Splitting Word document into different files

RedBandit · May 8, 2008, 6:27am

Hello.

We need to split a Word document into different files. For each entry of the TOC there must be a seperate file. Can this be done with your framework?
We are using Java as Programming language.

Thanks a lot.

alexey.noskov · May 8, 2008, 8:23am

Hi
Thanks for your request. Yes I think that you can achieve this using Aspose.Words.
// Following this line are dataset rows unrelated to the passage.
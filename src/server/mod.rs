mod handlers;

use std::net::SocketAddr;
use std::sync::Arc;

use axum::{
    extract::Extension,
    routing::{get, post},
    Router,
};

use crate::api::{DynAPI, API};
use crate::error::{unexpected_error, Error};
use crate::server::handlers::{events, view};

pub fn router(api: DynAPI) -> Router {
    Router::new()
        .route("/", get(root))
        .route("/view", get(view::find))
        .route("/events", post(events::dispatch))
        .layer(Extension(api))
}

pub async fn serve<T: API + Sync + Send + 'static>(api: T, addr: SocketAddr) -> Result<(), Error> {
    let api = Arc::new(api) as DynAPI;

    let app = router(api);

    tracing::info!("listening on {}", addr);

    axum::Server::bind(&addr)
        .serve(app.into_make_service())
        .await
        .map_err(|err| {
            tracing::error!("server error: {}", err);
            unexpected_error()
        })
}

async fn root() -> &'static str {
    "wayfinder"
}
use chrono::{DateTime, Utc};
use serde::{Deserialize, Serialize};

#[derive(Clone, Copy, Debug, PartialEq, Eq, Serialize, Deserialize)]
#[serde(rename_all = "snake_case")]
pub enum MessageKind {
    Error,
    Success,
}

impl MessageKind {
    pub fn color(&self) -> &'static str {
        match self {
            Self::Error => "red",
            Self::Success => "green",
        }
    }
}

#[derive(Clone, Debug, Serialize, Deserialize)]
pub struct Message {
    pub text: String,
    pub kind: MessageKind,
    pub color: String,
    pub shown_at: DateTime<Utc>,
}

impl Message {
    pub fn new(kind: MessageKind, text: String) -> Self {
        Message {
            text,
            kind,
            color: kind.color().into(),
            shown_at: Utc::now(),
        }
    }
}
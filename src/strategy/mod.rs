//! Strategy engine — profit model, fleet allocation, switching gate and
//! risk management.

pub mod allocator;
pub mod profit;
pub mod risk;
pub mod switcher;

pub use allocator::{AllocationPlan, FleetAllocator};
pub use profit::{ProfitEstimate, ProfitModel};
pub use risk::{RebalanceSuggestion, RiskAssessment, RiskManager};
pub use switcher::{AlgorithmSwitcher, SwitchDecision, SwitchReason};
//! Persistence layer.
//!
//! The engine hands every completed cycle to a [`Ledger`] exactly once.
//! Two sinks ship with the crate: an append-only JSON-lines file for
//! production and an in-memory log for tests and embedding.

use anyhow::{Context, Result};
use async_trait::async_trait;
use std::path::PathBuf;
use std::sync::{Arc, Mutex};
use tokio::io::AsyncWriteExt;
use tracing::{debug, info};

use crate::types::CycleSummary;

/// Append-only sink for cycle summaries.
#[cfg_attr(test, mockall::automock)]
#[async_trait]
pub trait Ledger: Send + Sync {
    /// Persist one committed cycle. Called once per cycle, never retried.
    async fn record_cycle(&self, summary: &CycleSummary) -> Result<()>;
}

// ---------------------------------------------------------------------------
// JSON-lines file
// ---------------------------------------------------------------------------

/// One JSON object per line, appended in cycle order.
pub struct JsonLinesLedger {
    path: PathBuf,
    write_lock: tokio::sync::Mutex<()>,
}

impl JsonLinesLedger {
    pub fn new(path: impl Into<PathBuf>) -> Self {
        let path = path.into();
        info!(path = %path.display(), "Ledger file");
        Self {
            path,
            write_lock: tokio::sync::Mutex::new(()),
        }
    }

    /// Read every recorded cycle back, oldest first.
    /// A missing file is an empty ledger.
    pub async fn read_all(&self) -> Result<Vec<CycleSummary>> {
        if !self.path.exists() {
            return Ok(Vec::new());
        }
        let contents = tokio::fs::read_to_string(&self.path)
            .await
            .with_context(|| format!("Failed to read ledger {}", self.path.display()))?;

        contents
            .lines()
            .enumerate()
            .filter(|(_, line)| !line.trim().is_empty())
            .map(|(n, line)| {
                serde_json::from_str(line).with_context(|| {
                    format!("Failed to parse ledger {} line {}", self.path.display(), n + 1)
                })
            })
            .collect()
    }
}

#[async_trait]
impl Ledger for JsonLinesLedger {
    async fn record_cycle(&self, summary: &CycleSummary) -> Result<()> {
        let mut line =
            serde_json::to_string(summary).context("Failed to serialise cycle summary")?;
        line.push('\n');

        let _guard = self.write_lock.lock().await;
        let mut file = tokio::fs::OpenOptions::new()
            .create(true)
            .append(true)
            .open(&self.path)
            .await
            .with_context(|| format!("Failed to open ledger {}", self.path.display()))?;
        file.write_all(line.as_bytes())
            .await
            .with_context(|| format!("Failed to append to ledger {}", self.path.display()))?;
        file.flush().await?;

        debug!(cycle = summary.cycle_number, path = %self.path.display(), "Cycle recorded");
        Ok(())
    }
}

// ---------------------------------------------------------------------------
// In-memory
// ---------------------------------------------------------------------------

/// Shared in-memory ledger. Clones see the same entries.
#[derive(Clone, Default)]
pub struct MemoryLedger {
    entries: Arc<Mutex<Vec<CycleSummary>>>,
}

impl MemoryLedger {
    pub fn new() -> Self {
        Self::default()
    }

    pub fn entries(&self) -> Vec<CycleSummary> {
        self.entries
            .lock()
            .unwrap_or_else(|poisoned| poisoned.into_inner())
            .clone()
    }

    pub fn len(&self) -> usize {
        self.entries
            .lock()
            .unwrap_or_else(|poisoned| poisoned.into_inner())
            .len()
    }

    pub fn is_empty(&self) -> bool {
        self.len() == 0
    }
}

#[async_trait]
impl Ledger for MemoryLedger {
    async fn record_cycle(&self, summary: &CycleSummary) -> Result<()> {
        self.entries
            .lock()
            .unwrap_or_else(|poisoned| poisoned.into_inner())
            .push(summary.clone());
        Ok(())
    }
}

// ---------------------------------------------------------------------------
// Tests
// ---------------------------------------------------------------------------
//! Fleet allocator.
//!
//! Ranks every schedulable unit by the best ROI it can reach on any
//! compatible, quoted work item, then admits units in descending order until
//! the capital-limited slot count is filled.
//!
//! ```text
//! units × quoted work items ──► best ROI per unit ──► sort desc ──► admit ≤ floor(capital / threshold)
//! ```
//!
//! # Invariants
//! - Work items without a quote this cycle are never chosen
//! - Ties on ROI go to the lowest work item id, then the lowest unit id
//! - Non-admitted units are parked, never removed, and keep their assignment
//! - Zero eligible units is an empty plan, not an error

use rust_decimal::prelude::*;
use std::cmp::Ordering;
use std::collections::BTreeMap;
use tracing::{debug, info};

use super::profit::{ProfitEstimate, ProfitModel};
use super::risk::RebalanceSuggestion;
use crate::types::{Allocation, FleetError, Quote, Unit, UnitStatus, WorkItem};

// ---------------------------------------------------------------------------
// Plan
// ---------------------------------------------------------------------------

/// Result of one allocation pass.
#[derive(Debug, Clone, Default)]
pub struct AllocationPlan {
    /// Admitted units with their best work item, in admission order.
    pub allocations: Vec<Allocation>,
    /// Active units that could not be scored and keep their assignment.
    pub held: Vec<String>,
    /// Schedulable units left out this cycle.
    pub parked: Vec<String>,
    /// Catalog entries without a usable quote this cycle.
    pub excluded_work_items: Vec<String>,
    /// Per-unit scoring failures.
    pub unit_errors: Vec<String>,
    /// Active slots granted by capital.
    pub slots: usize,
    estimates: BTreeMap<(String, String), ProfitEstimate>,
}

impl AllocationPlan {
    /// Profit/ROI of a unit on a specific work item, if it was scored.
    pub fn estimate(&self, unit_id: &str, work_item_id: &str) -> Option<ProfitEstimate> {
        self.estimates
            .get(&(unit_id.to_string(), work_item_id.to_string()))
            .copied()
    }

    pub fn is_admitted(&self, unit_id: &str) -> bool {
        self.allocations.iter().any(|a| a.unit_id == unit_id)
    }
}

/// A unit's best candidate before admission.
#[derive(Debug, Clone)]
struct Candidate {
    allocation: Allocation,
    /// ROI after any diversification penalty.
    score: f64,
}

// ---------------------------------------------------------------------------
// Allocator
// ---------------------------------------------------------------------------

pub struct FleetAllocator {
    scaling_threshold: Decimal,
    model: ProfitModel,
    /// Ranking multipliers from last cycle's diversification check.
    penalties: BTreeMap<String, f64>,
}

impl FleetAllocator {
    pub fn new(scaling_threshold: Decimal, model: ProfitModel) -> Self {
        Self {
            scaling_threshold,
            model,
            penalties: BTreeMap::new(),
        }
    }

    pub fn model(&self) -> &ProfitModel {
        &self.model
    }

    /// Replace the ranking penalties with a fresh suggestion. Each factor is
    /// clamped to (0, 1]; work items absent from the suggestion carry none.
    pub fn apply_rebalance(&mut self, suggestion: &RebalanceSuggestion) {
        self.penalties = suggestion
            .reductions
            .iter()
            .filter(|(_, f)| f.is_finite() && **f > 0.0)
            .map(|(id, f)| (id.clone(), f.min(1.0)))
            .collect();
        if !self.penalties.is_empty() {
            info!(penalised = ?self.penalties, "Diversification penalties applied to ranking");
        }
    }

    /// Ranking multiplier currently applied to a work item.
    pub fn penalty(&self, work_item_id: &str) -> f64 {
        self.penalties.get(work_item_id).copied().unwrap_or(1.0)
    }

    /// Number of units capital can back: `floor(capital / threshold)`,
    /// capped at fleet size.
    pub fn active_slots(&self, capital: Decimal, fleet_size: usize) -> usize {
        if capital <= Decimal::ZERO || self.scaling_threshold <= Decimal::ZERO {
            return 0;
        }
        (capital / self.scaling_threshold)
            .floor()
            .to_usize()
            .unwrap_or(usize::MAX)
            .min(fleet_size)
    }

    fn score(&self, work_item_id: &str, roi: f64) -> f64 {
        let factor = self.penalty(work_item_id);
        roi - roi.abs() * (1.0 - factor)
    }

    /// Rank and admit units for this cycle.
    ///
    /// Parks schedulable units that are not admitted. Admitted units are
    /// returned with their best candidate; putting them on it is left to the
    /// caller so the switch gate can intervene.
    pub fn allocate(
        &self,
        units: &mut [Unit],
        work_items: &[WorkItem],
        quotes: &BTreeMap<String, Quote>,
        capital: Decimal,
    ) -> AllocationPlan {
        let mut plan = AllocationPlan {
            slots: self.active_slots(capital, units.len()),
            ..Default::default()
        };

        let mut catalog: Vec<&WorkItem> = work_items.iter().collect();
        catalog.sort_by(|a, b| a.id.cmp(&b.id));
        for item in &catalog {
            if !quotes.contains_key(&item.id) {
                info!(work_item_id = %item.id, "No quote this cycle; work item excluded");
                plan.excluded_work_items.push(item.id.clone());
            }
        }

        let mut candidates: Vec<Candidate> = Vec::new();
        let mut held: Vec<String> = Vec::new();

        for unit in units.iter().filter(|u| u.status.is_schedulable()) {
            match self.best_candidate(unit, &catalog, quotes, &mut plan) {
                Ok(Some(c)) if c.allocation.expected_hourly_profit > 0.0 => candidates.push(c),
                Ok(Some(c)) => {
                    debug!(
                        unit_id = %unit.id,
                        work_item_id = %c.allocation.work_item_id,
                        profit = c.allocation.expected_hourly_profit,
                        "Best candidate unprofitable; not admitted"
                    );
                }
                Ok(None) if unit.is_active() => held.push(unit.id.clone()),
                Ok(None) => debug!(unit_id = %unit.id, "No quoted work item for this unit"),
                Err(e) => {
                    plan.unit_errors.push(e.to_string());
                    if unit.is_active() {
                        held.push(unit.id.clone());
                    }
                }
            }
        }

        if candidates.is_empty() && held.is_empty() {
            info!(reason = %FleetError::NoEligibleUnits, "Empty allocation");
        }

        // Held units occupy slots first, by id.
        held.sort();
        let held_slots = held.len().min(plan.slots);
        plan.held = held[..held_slots].to_vec();

        candidates.sort_by(|a, b| {
            b.score
                .partial_cmp(&a.score)
                .unwrap_or(Ordering::Equal)
                .then_with(|| a.allocation.unit_id.cmp(&b.allocation.unit_id))
        });
        let open = plan.slots - held_slots;
        for c in candidates.into_iter().take(open) {
            debug!(allocation = %c.allocation, score = c.score, "Unit admitted");
            plan.allocations.push(c.allocation);
        }

        for unit in units.iter_mut().filter(|u| u.status.is_schedulable()) {
            if plan.is_admitted(&unit.id) || plan.held.contains(&unit.id) {
                continue;
            }
            if unit.status == UnitStatus::Active {
                unit.status = UnitStatus::Parked;
                info!(unit_id = %unit.id, "Unit parked");
            }
            plan.parked.push(unit.id.clone());
        }

        info!(
            slots = plan.slots,
            admitted = plan.allocations.len(),
            held = plan.held.len(),
            parked = plan.parked.len(),
            excluded = plan.excluded_work_items.len(),
            "Allocation complete"
        );
        plan
    }

    /// Best-scoring compatible work item for one unit, recording every
    /// estimate on the plan. `Ok(None)` when nothing compatible is quoted.
    fn best_candidate(
        &self,
        unit: &Unit,
        catalog: &[&WorkItem],
        quotes: &BTreeMap<String, Quote>,
        plan: &mut AllocationPlan,
    ) -> Result<Option<Candidate>, FleetError> {
        let mut best: Option<Candidate> = None;

        for item in catalog.iter().filter(|w| w.supports(&unit.kind)) {
            let Some(quote) = quotes.get(&item.id) else {
                continue;
            };
            let est = match self.model.evaluate(unit, quote) {
                Ok(est) => est,
                Err(e @ FleetError::InvalidUnit { .. }) => return Err(e),
                Err(e) => {
                    debug!(unit_id = %unit.id, error = %e, "Estimate skipped");
                    continue;
                }
            };
            plan.estimates
                .insert((unit.id.clone(), item.id.clone()), est);

            let score = self.score(&item.id, est.roi);
            // Catalog is sorted by id, so strict > keeps the lowest id on ties.
            if best.as_ref().map_or(true, |b| score > b.score) {
                best = Some(Candidate {
                    allocation: Allocation {
                        unit_id: unit.id.clone(),
                        work_item_id: item.id.clone(),
                        expected_hourly_profit: est.hourly_profit,
                        roi: est.roi,
                    },
                    score,
                });
            }
        }
        Ok(best)
    }
}

// ---------------------------------------------------------------------------
// Tests
// ---------------------------------------------------------------------------
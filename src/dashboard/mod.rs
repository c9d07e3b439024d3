//! Dashboard — Axum web server exposing the operator control surface.
//!
//! Read-only views of risk state, portfolio, fleet and history, plus two
//! writes: clearing the emergency stop and reporting unit faults.
//! CORS enabled for local development.

pub mod routes;

use anyhow::{Context, Result};
use axum::{
    http::{header, HeaderValue, Method},
    routing::{get, post},
    Router,
};
use tower_http::cors::CorsLayer;
use tracing::{error, info};

pub use routes::AppState;

/// Bind the dashboard port and serve in a background task.
pub async fn spawn_dashboard(state: AppState, port: u16) -> Result<()> {
    let app = build_router(state);
    let addr = std::net::SocketAddr::from(([0, 0, 0, 0], port));
    let listener = tokio::net::TcpListener::bind(addr)
        .await
        .with_context(|| format!("Failed to bind dashboard port {port}"))?;
    info!(port, "Dashboard server starting on http://localhost:{port}");

    tokio::spawn(async move {
        if let Err(e) = axum::serve(listener, app).await {
            error!(error = %e, "Dashboard server error");
        }
    });

    Ok(())
}

/// Build the Axum router with all routes and middleware.
pub fn build_router(state: AppState) -> Router {
    let cors = CorsLayer::new()
        .allow_origin(HeaderValue::from_static("*"))
        .allow_methods([Method::GET, Method::POST])
        .allow_headers([header::CONTENT_TYPE]);

    Router::new()
        .route("/api/risk", get(routes::get_risk))
        .route("/api/risk/clear", post(routes::clear_emergency_stop))
        .route("/api/portfolio", get(routes::get_portfolio))
        .route("/api/fleet", get(routes::get_fleet))
        .route("/api/cycles", get(routes::get_cycles))
        .route("/api/switches", get(routes::get_switches))
        .route("/api/units/:id/fault", post(routes::report_fault))
        .route("/health", get(routes::health))
        .layer(cors)
        .with_state(state)
}

// ---------------------------------------------------------------------------
// Tests
// ---------------------------------------------------------------------------
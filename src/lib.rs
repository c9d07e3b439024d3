//! RIGWARDEN — risk-managed fleet allocation and scheduling core
//!
//! Library crate exposing all modules for use by integration tests
//! and the binary entry point.

pub mod config;
pub mod types;
pub mod market;
pub mod strategy;
pub mod engine;
pub mod storage;
pub mod dashboard;
//! Scripted market oracle for integration testing.
//!
//! Quotes are laid out as a sequence of rounds. Tests move the round
//! pointer between ticks; every work item missing from the current round
//! answers with an error, like an unreachable upstream.

use anyhow::{anyhow, Result};
use async_trait::async_trait;
use chrono::Utc;
use std::collections::HashMap;
use std::sync::atomic::{AtomicUsize, Ordering};
use std::sync::{Arc, Mutex};

use rigwarden::market::MarketOracle;
use rigwarden::storage::Ledger;
use rigwarden::types::{CycleSummary, Quote};

/// (price, difficulty) per work item for one round.
pub type Round = HashMap<String, (f64, f64)>;

pub fn round(entries: &[(&str, f64, f64)]) -> Round {
    entries
        .iter()
        .map(|(id, price, difficulty)| (id.to_string(), (*price, *difficulty)))
        .collect()
}

#[derive(Clone)]
pub struct ScriptedOracle {
    rounds: Arc<Mutex<Vec<Round>>>,
    current: Arc<AtomicUsize>,
    calls: Arc<AtomicUsize>,
}

impl ScriptedOracle {
    pub fn new(rounds: Vec<Round>) -> Self {
        Self {
            rounds: Arc::new(Mutex::new(rounds)),
            current: Arc::new(AtomicUsize::new(0)),
            calls: Arc::new(AtomicUsize::new(0)),
        }
    }

    /// Jump to a round. Past the end, the last round repeats.
    pub fn goto(&self, round: usize) {
        self.current.store(round, Ordering::SeqCst);
    }

    pub fn push(&self, round: Round) {
        self.rounds.lock().unwrap().push(round);
    }

    pub fn calls(&self) -> usize {
        self.calls.load(Ordering::SeqCst)
    }
}

#[async_trait]
impl MarketOracle for ScriptedOracle {
    async fn get_quote(&self, work_item_id: &str) -> Result<Quote> {
        self.calls.fetch_add(1, Ordering::SeqCst);
        let rounds = self.rounds.lock().unwrap();
        let idx = self.current.load(Ordering::SeqCst).min(rounds.len().saturating_sub(1));
        let (price, difficulty) = rounds
            .get(idx)
            .and_then(|r| r.get(work_item_id))
            .copied()
            .ok_or_else(|| anyhow!("scripted outage for {work_item_id}"))?;

        Ok(Quote {
            work_item_id: work_item_id.to_string(),
            price,
            difficulty,
            volatility_pct: 0.0,
            timestamp: Utc::now(),
        })
    }

    fn name(&self) -> &str {
        "scripted"
    }
}

/// Ledger that rejects every write.
pub struct BrokenLedger {
    pub attempts: AtomicUsize,
}

impl BrokenLedger {
    pub fn new() -> Self {
        Self {
            attempts: AtomicUsize::new(0),
        }
    }
}

#[async_trait]
impl Ledger for BrokenLedger {
    async fn record_cycle(&self, _summary: &CycleSummary) -> Result<()> {
        self.attempts.fetch_add(1, Ordering::SeqCst);
        Err(anyhow!("ledger volume read-only"))
    }
}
For example see the attached document and the following code:

//Open document
Document doc = new Document("in.doc");
//Get collection of Paragraphs
NodeCollection paragraphs = doc.getChildNodes(NodeType.PARAGRAPH, true);
Paragraph par = null;
int docIndex = 0;
//Loop through all paragraphs in the document
for (int parIndex = 0; parIndex < paragraphs.getCount(); parIndex++)
{
    par = (Paragraph)paragraphs.get(parIndex);
    //If Paragraph style = HEADING_1 then copy content to the new document
    if (par.getParagraphFormat().getStyleIdentifier() == StyleIdentifier.HEADING_1)
    {
        //Create new document
        Document outDoc = new Document();
        Node currentNode = par;
        while (currentNode != null)
        {
            //Import Node
            Node importedNode = outDoc.importNode(currentNode, true, ImportFormatMode.KEEP_SOURCE_FORMATTING);
            //insert node into the new document
            outDoc.getFirstSection().getBody().appendChild(importedNode);
            //If next node=null then move to the next section
            if (currentNode.getNextSibling() == null)
            {
                //Get next section
                Section currrentSection = (Section)currentNode.getAncestor(NodeType.SECTION).getNextSibling();
                //If next section != null then get its first child
                if (currrentSection != null)
                    currentNode = currrentSection.getBody().getFirstChild();
                else
                    break; //else exit from while
            }
            else
            {
                //Get next node
                currentNode = currentNode.getNextSibling();
            }
            //Check if current node is paragraph
            if (currentNode.getNodeType() == NodeType.PARAGRAPH)
            {
                //Check if its style is HEADING_1
                if (((Paragraph)currentNode).getParagraphFormat().getStyleIdentifier() == StyleIdentifier.HEADING_1)
                {
                    //If so then set par index and exit while
                    parIndex = paragraphs.indexOf(currentNode) - 1;
                    break;
                }
            }
        }
        //Save output document
        outDoc.save("Section_" + String.valueOf(docIndex) + ".doc");
        //increase docIndex
        docIndex++;
    }
}

I hope this could help you.
Best regards.

RedBandit · May 9, 2008, 2:38am

Hi.

Thanks for the fast reply. I tried the above code and it works fine for small documents. We have a very large document (about 130 MB) that has to be split in several documents. When I load that document it seems that only the first part of the document is parsed. When I copy a part of the document into a new Word doc and parse this one, it is working fine again.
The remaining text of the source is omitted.